[Source records Boundary: Start]

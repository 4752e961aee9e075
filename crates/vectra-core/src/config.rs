use serde::{Deserialize, Serialize};
use std::{error::Error, fmt};

/// Calendar length of the weather rasters; day-of-year wraps at this value.
pub const DAYS_PER_YEAR: u32 = 365;

/// Static maximum for the per-species Erlang infectious chains.
pub const MAX_ERLANG_STAGES: usize = 32;

/// Static maximum for the extrinsic-incubation stage chain.
pub const MAX_EIP_STAGES: usize = 32;

/// Clock and stepping parameters.
///
/// `dt_farm` is accepted for compatibility with existing parameter files but
/// the farm sub-day loop runs at the hard-coded `0.1`; a differing declared
/// value is logged at construction and ignored.
#[derive(Clone, Copy, Debug, Serialize, Deserialize)]
#[serde(default)]
pub struct SimConfig {
    /// Diffusion sub-step, in days.
    pub dt: f64,
    pub dt_farm: f64,
    pub num_days: u32,
    pub num_reps: u32,
    pub start_day_of_year: u32,
}

impl Default for SimConfig {
    fn default() -> Self {
        Self {
            dt: 0.1,
            dt_farm: 0.1,
            num_days: 180,
            num_reps: 1,
            start_day_of_year: 90,
        }
    }
}

impl SimConfig {
    pub fn validate(&self) -> Result<(), ConfigError> {
        if !self.dt.is_finite() || self.dt <= 0.0 || self.dt > 1.0 {
            return Err(ConfigError::DtOutOfRange(self.dt));
        }
        if self.start_day_of_year >= DAYS_PER_YEAR {
            return Err(ConfigError::StartDayOutOfRange(self.start_day_of_year));
        }
        Ok(())
    }
}

/// Epidemiological parameters shared by the midge and farm engines.
///
/// `sheep_mort_rate` is accepted but the deaths loop uses the hard-coded
/// `0.0055`, mirroring `dt_farm` above. `diffusion_length_scale` is consumed
/// by the loader when it builds the diffusion-coefficient grid; the core
/// receives that grid ready-made.
#[derive(Clone, Copy, Debug, Serialize, Deserialize)]
#[serde(default)]
pub struct EpiConfig {
    pub detection_prob_sheep: f64,
    pub detection_prob_cattle: f64,
    pub diffusion_length_scale: f64,
    pub num_sheep_stages: usize,
    pub num_cattle_stages: usize,
    pub num_eip_stages: usize,
    /// Probability an infectious bite infects the vector.
    pub p_v: f64,
    /// Probability an infectious bite infects the host.
    pub p_h: f64,
    pub sheep_mort_rate: f64,
    pub recovery_rate_sheep: f64,
    pub recovery_rate_cattle: f64,
    /// Vector feeding preference for sheep relative to cattle.
    pub preference_for_sheep: f64,
    pub transmission_scalar: f64,
    /// Weight of the local infectious-midge density in the force of infection.
    pub rel_local_weight: f64,
}

impl Default for EpiConfig {
    fn default() -> Self {
        Self {
            detection_prob_sheep: 0.015,
            detection_prob_cattle: 0.005,
            diffusion_length_scale: 1500.0,
            num_sheep_stages: 5,
            num_cattle_stages: 5,
            num_eip_stages: 10,
            p_v: 0.1,
            p_h: 0.9,
            sheep_mort_rate: 0.0055,
            recovery_rate_sheep: 0.061,
            recovery_rate_cattle: 0.0485,
            preference_for_sheep: 0.15,
            transmission_scalar: 1.0,
            rel_local_weight: 1.0,
        }
    }
}

impl EpiConfig {
    pub fn validate(&self) -> Result<(), ConfigError> {
        for (name, value) in [
            ("detection_prob_sheep", self.detection_prob_sheep),
            ("detection_prob_cattle", self.detection_prob_cattle),
            ("p_v", self.p_v),
            ("p_h", self.p_h),
        ] {
            if !(0.0..=1.0).contains(&value) {
                return Err(ConfigError::ProbabilityOutOfRange { name, value });
            }
        }
        for (name, value) in [
            ("diffusion_length_scale", self.diffusion_length_scale),
            ("sheep_mort_rate", self.sheep_mort_rate),
            ("recovery_rate_sheep", self.recovery_rate_sheep),
            ("recovery_rate_cattle", self.recovery_rate_cattle),
            ("preference_for_sheep", self.preference_for_sheep),
            ("transmission_scalar", self.transmission_scalar),
            ("rel_local_weight", self.rel_local_weight),
        ] {
            if !value.is_finite() || value < 0.0 {
                return Err(ConfigError::NegativeParameter { name, value });
            }
        }
        if self.num_sheep_stages == 0 || self.num_sheep_stages > MAX_ERLANG_STAGES {
            return Err(ConfigError::StageCountOutOfRange {
                species: "sheep",
                count: self.num_sheep_stages,
                max: MAX_ERLANG_STAGES,
            });
        }
        if self.num_cattle_stages == 0 || self.num_cattle_stages > MAX_ERLANG_STAGES {
            return Err(ConfigError::StageCountOutOfRange {
                species: "cattle",
                count: self.num_cattle_stages,
                max: MAX_ERLANG_STAGES,
            });
        }
        if self.num_eip_stages == 0 || self.num_eip_stages > MAX_EIP_STAGES {
            return Err(ConfigError::EipStageCountOutOfRange {
                count: self.num_eip_stages,
                max: MAX_EIP_STAGES,
            });
        }
        Ok(())
    }
}

/// Reactive-control switches and radii (metres).
///
/// `pre_movement_tests` is reserved: accepted, never consumed by the core.
#[derive(Clone, Copy, Debug, Serialize, Deserialize)]
#[serde(default)]
pub struct ControlConfig {
    pub ban_radius: f64,
    pub pz_radius: f64,
    pub sz_radius: f64,
    pub no_control: bool,
    pub no_farm_ban: bool,
    pub county_ban: bool,
    pub total_ban: bool,
    pub restriction_zones: bool,
    pub pre_movement_tests: bool,
}

impl Default for ControlConfig {
    fn default() -> Self {
        Self {
            ban_radius: 2000.0,
            pz_radius: 100_000.0,
            sz_radius: 150_000.0,
            no_control: false,
            no_farm_ban: false,
            county_ban: false,
            total_ban: false,
            restriction_zones: true,
            pre_movement_tests: false,
        }
    }
}

impl ControlConfig {
    pub fn validate(&self) -> Result<(), ConfigError> {
        for (name, value) in [
            ("ban_radius", self.ban_radius),
            ("pz_radius", self.pz_radius),
            ("sz_radius", self.sz_radius),
        ] {
            if !value.is_finite() || value < 0.0 {
                return Err(ConfigError::NegativeParameter { name, value });
            }
        }
        Ok(())
    }
}

/// Shipment-size negative-binomial parameters per species.
#[derive(Clone, Copy, Debug, Serialize, Deserialize)]
#[serde(default)]
pub struct MovementConfig {
    pub shipment_k_sheep: f64,
    pub shipment_p_sheep: f64,
    pub shipment_k_cattle: f64,
    pub shipment_p_cattle: f64,
}

impl Default for MovementConfig {
    fn default() -> Self {
        Self {
            shipment_k_sheep: 0.5,
            shipment_p_sheep: 0.9,
            shipment_k_cattle: 0.5,
            shipment_p_cattle: 0.8,
        }
    }
}

impl MovementConfig {
    pub fn validate(&self) -> Result<(), ConfigError> {
        for (name, value) in [
            ("shipment_k_sheep", self.shipment_k_sheep),
            ("shipment_k_cattle", self.shipment_k_cattle),
        ] {
            if !value.is_finite() || value <= 0.0 {
                return Err(ConfigError::ShipmentParamOutOfRange { name, value });
            }
        }
        for (name, value) in [
            ("shipment_p_sheep", self.shipment_p_sheep),
            ("shipment_p_cattle", self.shipment_p_cattle),
        ] {
            if !value.is_finite() || value <= 0.0 || value >= 1.0 {
                return Err(ConfigError::ShipmentParamOutOfRange { name, value });
            }
        }
        Ok(())
    }
}

/// Discretisation of the midge and weather rasters.
///
/// The weather grids are coarser than the midge grid by an integer stride,
/// identical in both dimensions.
#[derive(Clone, Copy, Debug, Serialize, Deserialize)]
#[serde(default)]
pub struct GridConfig {
    pub midge_rows: usize,
    pub midge_cols: usize,
    pub weather_rows: usize,
    pub weather_cols: usize,
    /// Midge cell width in metres.
    pub midge_cell_size: f64,
}

impl Default for GridConfig {
    fn default() -> Self {
        Self {
            midge_rows: 40,
            midge_cols: 40,
            weather_rows: 8,
            weather_cols: 8,
            midge_cell_size: 1000.0,
        }
    }
}

impl GridConfig {
    pub fn validate(&self) -> Result<(), ConfigError> {
        if self.midge_rows < 3 || self.midge_cols < 3 {
            return Err(ConfigError::GridTooSmall {
                rows: self.midge_rows,
                cols: self.midge_cols,
            });
        }
        if self.weather_rows == 0
            || self.weather_cols == 0
            || self.midge_rows % self.weather_rows != 0
            || self.midge_cols % self.weather_cols != 0
            || self.midge_rows / self.weather_rows != self.midge_cols / self.weather_cols
        {
            return Err(ConfigError::GridResolutionMismatch {
                midge: (self.midge_rows, self.midge_cols),
                weather: (self.weather_rows, self.weather_cols),
            });
        }
        if !self.midge_cell_size.is_finite() || self.midge_cell_size <= 0.0 {
            return Err(ConfigError::NonPositiveCellSize(self.midge_cell_size));
        }
        Ok(())
    }

    /// Midge cells per weather cell along each axis.
    pub fn stride(&self) -> usize {
        self.midge_rows / self.weather_rows
    }
}

/// All configuration consumed by the simulation core.
#[derive(Clone, Copy, Debug, Default, Serialize, Deserialize)]
#[serde(default)]
pub struct ModelConfig {
    pub sim: SimConfig,
    pub epi: EpiConfig,
    pub control: ControlConfig,
    pub movement: MovementConfig,
    pub grid: GridConfig,
}

impl ModelConfig {
    pub fn validate(&self) -> Result<(), ConfigError> {
        self.sim.validate()?;
        self.epi.validate()?;
        self.control.validate()?;
        self.movement.validate()?;
        self.grid.validate()
    }
}

#[derive(Debug, Clone, PartialEq)]
pub enum ConfigError {
    DtOutOfRange(f64),
    StartDayOutOfRange(u32),
    StageCountOutOfRange {
        species: &'static str,
        count: usize,
        max: usize,
    },
    EipStageCountOutOfRange {
        count: usize,
        max: usize,
    },
    ProbabilityOutOfRange {
        name: &'static str,
        value: f64,
    },
    NegativeParameter {
        name: &'static str,
        value: f64,
    },
    ShipmentParamOutOfRange {
        name: &'static str,
        value: f64,
    },
    GridTooSmall {
        rows: usize,
        cols: usize,
    },
    GridResolutionMismatch {
        midge: (usize, usize),
        weather: (usize, usize),
    },
    NonPositiveCellSize(f64),
}

impl fmt::Display for ConfigError {
    fn fmt(&self, f: &mut fmt::Formatter<'_>) -> fmt::Result {
        match self {
            ConfigError::DtOutOfRange(dt) => {
                write!(f, "dt ({dt}) must lie in (0, 1]")
            }
            ConfigError::StartDayOutOfRange(day) => {
                write!(f, "start_day_of_year ({day}) must be < {DAYS_PER_YEAR}")
            }
            ConfigError::StageCountOutOfRange { species, count, max } => {
                write!(f, "{species} stage count ({count}) must lie in 1..={max}")
            }
            ConfigError::EipStageCountOutOfRange { count, max } => {
                write!(f, "EIP stage count ({count}) must lie in 1..={max}")
            }
            ConfigError::ProbabilityOutOfRange { name, value } => {
                write!(f, "{name} ({value}) must lie in [0, 1]")
            }
            ConfigError::NegativeParameter { name, value } => {
                write!(f, "{name} ({value}) must be finite and non-negative")
            }
            ConfigError::ShipmentParamOutOfRange { name, value } => {
                write!(f, "{name} ({value}) is outside the valid shipment-size range")
            }
            ConfigError::GridTooSmall { rows, cols } => {
                write!(f, "midge grid ({rows}x{cols}) needs at least 3 cells per axis")
            }
            ConfigError::GridResolutionMismatch { midge, weather } => {
                write!(
                    f,
                    "midge grid {}x{} is not an integer multiple of weather grid {}x{}",
                    midge.0, midge.1, weather.0, weather.1
                )
            }
            ConfigError::NonPositiveCellSize(size) => {
                write!(f, "midge cell size ({size}) must be positive")
            }
        }
    }
}

impl Error for ConfigError {}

[Source records Boundary: End]

What to work on » With the line that contains "needs at least" as the start, output every line through the end of the entries exactly. Add no other lines.

Answer section »
                write!(f, "midge grid ({rows}x{cols}) needs at least 3 cells per axis")
            }
            ConfigError::GridResolutionMismatch { midge, weather } => {
                write!(
                    f,
                    "midge grid {}x{} is not an integer multiple of weather grid {}x{}",
                    midge.0, midge.1, weather.0, weather.1
                )
            }
            ConfigError::NonPositiveCellSize(size) => {
                write!(f, "midge cell size ({size}) must be positive")
            }
        }
    }
}

impl Error for ConfigError {}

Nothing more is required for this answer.